ACS Appl. Mater. Interfaces , 2014
This work describes the measurement and comparison of several important properties of native cellulose nanocrystals (CNCs) and cellulose nanofibrils (CNFs), such as crystallinity, morphology, aspect ratio, and surface chemistry. Measurement of the fundamental properties of seven different CNCs/CNFs, from raw material sources (bacterial, tunicate, and wood) using typical hydrolysis conditions (acid, enzymatic, mechanical, and 2,2,6,6-tetramethylpiperidinyl-1-oxyl (TEMPO)-mediated oxidation), was accomplished using a variety of measurement methods. Atomic force microscopy (AFM), transmission electron microscopy (TEM), and 13 C cross-polarization magic angle spinning (CPMAS) nuclear magnetic resonance (NMR) spectroscopy were used to conclude that CNCs, which are rodlike in appearance, have a higher crystallinity than CNFs, which are fibrillar in appearance. CNC aspect ratio distributions were measured and ranged from 148 ± 147 for tunicate-CNCs to 23 ± 12 for wood-CNCs. Hydrophobic interactions, measured using inverse gas chromatography (IGC), were found to be an important contribution to the total surface energy of both types of cellulose.
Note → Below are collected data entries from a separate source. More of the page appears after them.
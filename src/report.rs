//! Report assembly and rendering.

use anyhow::{Context, Result};

use crate::data::{
    to_yaml, AggregatedResult, AnalyzerRun, ArtifactRef, OutputFormat, Recommendation,
    ReviewReport, RunStatus, ScopeRequest, Severity,
};
use crate::git::short_hash;

/// Combines the outputs of one run into a [`ReviewReport`].
///
/// Performs no I/O and leaves `generated_at` empty for the caller.
pub fn assemble(
    request: ScopeRequest,
    artifacts: Vec<ArtifactRef>,
    analyzers: Vec<AnalyzerRun>,
    result: AggregatedResult,
    recommendation: Recommendation,
) -> ReviewReport {
    ReviewReport {
        version: crate::VERSION.to_string(),
        generated_at: None,
        request,
        artifacts,
        analyzers,
        result,
        recommendation,
    }
}

/// Serializes or renders `report` in the requested format.
pub fn render(report: &ReviewReport, format: OutputFormat) -> Result<String> {
    match format {
        OutputFormat::Text => Ok(render_text(report)),
        OutputFormat::Json => {
            serde_json::to_string_pretty(report).context("Failed to serialize report as JSON")
        }
        OutputFormat::Yaml => to_yaml(report).context("Failed to serialize report as YAML"),
    }
}

fn severity_icon(severity: Severity) -> &'static str {
    match severity {
        Severity::Blocker => "⛔",
        Severity::High => "❌",
        Severity::Med => "⚠️ ",
        Severity::Low => "ℹ️ ",
        Severity::Nit => "·",
    }
}

/// Renders a human-readable summary.
pub fn render_text(report: &ReviewReport) -> String {
    let mut out = String::new();
    let request = &report.request;

    out.push_str(&format!("🔍 Review of {} scope", request.scope));
    if let Some(target) = request.target.as_deref().filter(|t| !t.is_empty()) {
        out.push_str(&format!(" {target}"));
    }
    out.push('\n');
    if !request.path_filters.is_empty() {
        out.push_str(&format!("   filters: {}\n", request.path_filters.join(", ")));
    }
    out.push_str(&"=".repeat(50));
    out.push('\n');

    out.push_str(&format!("\n📁 {} artifact(s)\n", report.artifacts.len()));
    for artifact in &report.artifacts {
        out.push_str(&format!(
            "   {} {} ({})\n",
            artifact.change_kind.status_code(),
            artifact.path,
            short_hash(&artifact.content_hash)
        ));
    }

    if !report.analyzers.is_empty() {
        out.push_str(&format!("\n🧪 {} analyzer(s)\n", report.analyzers.len()));
        for run in &report.analyzers {
            let marker = match run.status {
                RunStatus::Completed => "✅",
                RunStatus::TimedOut => "⏱️ ",
                RunStatus::Failed => "💥",
                RunStatus::Cancelled => "🚫",
            };
            out.push_str(&format!(
                "   {marker} {} [{}] {} artifact(s), {} finding(s), {}\n",
                run.analyzer_id, run.category, run.artifact_count, run.finding_count, run.status
            ));
        }
    }

    if report.result.is_empty() {
        out.push_str("\n✨ No findings\n");
    } else {
        out.push_str(&format!("\n📋 {} finding(s)\n", report.result.findings.len()));
        for finding in &report.result.findings {
            out.push_str(&format!(
                "\n{} {} [{}/{}] {}\n",
                severity_icon(finding.severity),
                finding.severity,
                finding.confidence,
                finding.category,
                finding.title
            ));
            out.push_str(&format!(
                "   at {} ({})\n",
                finding.location(),
                finding.analyzer_id
            ));
            for line in finding.evidence.lines() {
                out.push_str(&format!("   │ {line}\n"));
            }
            if let Some(hint) = &finding.remediation_hint {
                out.push_str(&format!("   💡 {hint}\n"));
            }
        }
    }

    out.push('\n');
    out.push_str(&"=".repeat(50));
    out.push('\n');

    let counts: Vec<String> = Severity::DESCENDING
        .iter()
        .filter_map(|s| {
            let n = report.result.count(*s);
            (n > 0).then(|| format!("{n} {s}"))
        })
        .collect();
    if !counts.is_empty() {
        out.push_str(&format!("Findings: {}\n", counts.join(", ")));
    }
    out.push_str(&format!(
        "Recommendation: {} ({})\n",
        report.recommendation.decision, report.recommendation.rationale.summary
    ));
    if report.is_degraded() {
        out.push_str("⚠️  Some analyzers did not complete; results may be partial\n");
    }

    out
}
In all cases, a trace amount of naturally occurring fluorescent compounds was observed after hydrolysis. Confocal and Raman microscopy were used to confirm that the fluorescent species were unique for each cellulose source, and demonstrated that such methods can be useful for monitoring purity during CNC/CNF processing. This study reveals the broad, tunable, multidimensional material space in which CNCs and CNFs exist.